Problem details:
In full and without change, repeat the records shown below.

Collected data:
- - -

//! Newtype IDs for type-safe identifiers.
//!
//! Using newtypes prevents accidentally mixing up different ID types,
//! e.g., passing a TailorId where a CustomerId is expected.

use serde::{Deserialize, Serialize};
use std::fmt;

/// Macro to generate newtype ID structs.
macro_rules! define_id {
    ($name:ident) => {
        /// A unique identifier.
        #[derive(Debug, Clone, PartialEq, Eq, Hash, Serialize, Deserialize)]
        pub struct $name(String);

        impl $name {
            /// Create a new ID from a string.
            pub fn new(id: impl Into<String>) -> Self {
                Self(id.into())
            }

            /// Generate a new unique ID.
            pub fn generate() -> Self {
                Self(generate_id())
            }

            /// Get the ID as a string slice.
            pub fn as_str(&self) -> &str {
                &self.0
            }

            /// Consume and return the inner string.
            pub fn into_inner(self) -> String {
                self.0
            }
        }

        impl fmt::Display for $name {
            fn fmt(&self, f: &mut fmt::Formatter<'_>) -> fmt::Result {
                write!(f, "{}", self.0)
            }
        }

        impl From<String> for $name {
            fn from(s: String) -> Self {
                Self(s)
            }
        }

        impl From<&str> for $name {
            fn from(s: &str) -> Self {
                Self(s.to_string())
            }
        }

        impl AsRef<str> for $name {
            fn as_ref(&self) -> &str {
                &self.0
            }
        }
    };
}

// Define all ID types
define_id!(ProductId);
define_id!(CustomerId);
define_id!(TailorId);
define_id!(LineId);
define_id!(QueueItemId);
define_id!(DiscountId);

/// Generate a unique ID using timestamp and an atomic counter.
fn generate_id() -> String {
    use std::sync::atomic::{AtomicU64, Ordering};
    use std::time::{SystemTime, UNIX_EPOCH};

    static COUNTER: AtomicU64 = AtomicU64::new(0);

    let timestamp = SystemTime::now()
        .duration_since(UNIX_EPOCH)
        .map(|d| d.as_nanos())
        .unwrap_or(0);

    let counter = COUNTER.fetch_add(1, Ordering::SeqCst);

    format!("{:x}-{:x}", timestamp as u64, counter)
}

- - -

Solution for this task:
//! Newtype IDs for type-safe identifiers.
//!
//! Using newtypes prevents accidentally mixing up different ID types,
//! e.g., passing a TailorId where a CustomerId is expected.

use serde::{Deserialize, Serialize};
use std::fmt;

/// Macro to generate newtype ID structs.
macro_rules! define_id {
    ($name:ident) => {
        /// A unique identifier.
        #[derive(Debug, Clone, PartialEq, Eq, Hash, Serialize, Deserialize)]
        pub struct $name(String);

        impl $name {
            /// Create a new ID from a string.
            pub fn new(id: impl Into<String>) -> Self {
                Self(id.into())
            }

            /// Generate a new unique ID.
            pub fn generate() -> Self {
                Self(generate_id())
            }

            /// Get the ID as a string slice.
            pub fn as_str(&self) -> &str {
                &self.0
            }

            /// Consume and return the inner string.
            pub fn into_inner(self) -> String {
                self.0
            }
        }

        impl fmt::Display for $name {
            fn fmt(&self, f: &mut fmt::Formatter<'_>) -> fmt::Result {
                write!(f, "{}", self.0)
            }
        }

        impl From<String> for $name {
            fn from(s: String) -> Self {
                Self(s)
            }
        }

        impl From<&str> for $name {
            fn from(s: &str) -> Self {
                Self(s.to_string())
            }
        }

        impl AsRef<str> for $name {
            fn as_ref(&self) -> &str {
                &self.0
            }
        }
    };
}

// Define all ID types
define_id!(ProductId);
define_id!(CustomerId);
define_id!(TailorId);
define_id!(LineId);
define_id!(QueueItemId);
define_id!(DiscountId);

/// Generate a unique ID using timestamp and an atomic counter.
fn generate_id() -> String {
    use std::sync::atomic::{AtomicU64, Ordering};
    use std::time::{SystemTime, UNIX_EPOCH};

    static COUNTER: AtomicU64 = AtomicU64::new(0);

    let timestamp = SystemTime::now()
        .duration_since(UNIX_EPOCH)
        .map(|d| d.as_nanos())
        .unwrap_or(0);

    let counter = COUNTER.fetch_add(1, Ordering::SeqCst);

    format!("{:x}-{:x}", timestamp as u64, counter)
}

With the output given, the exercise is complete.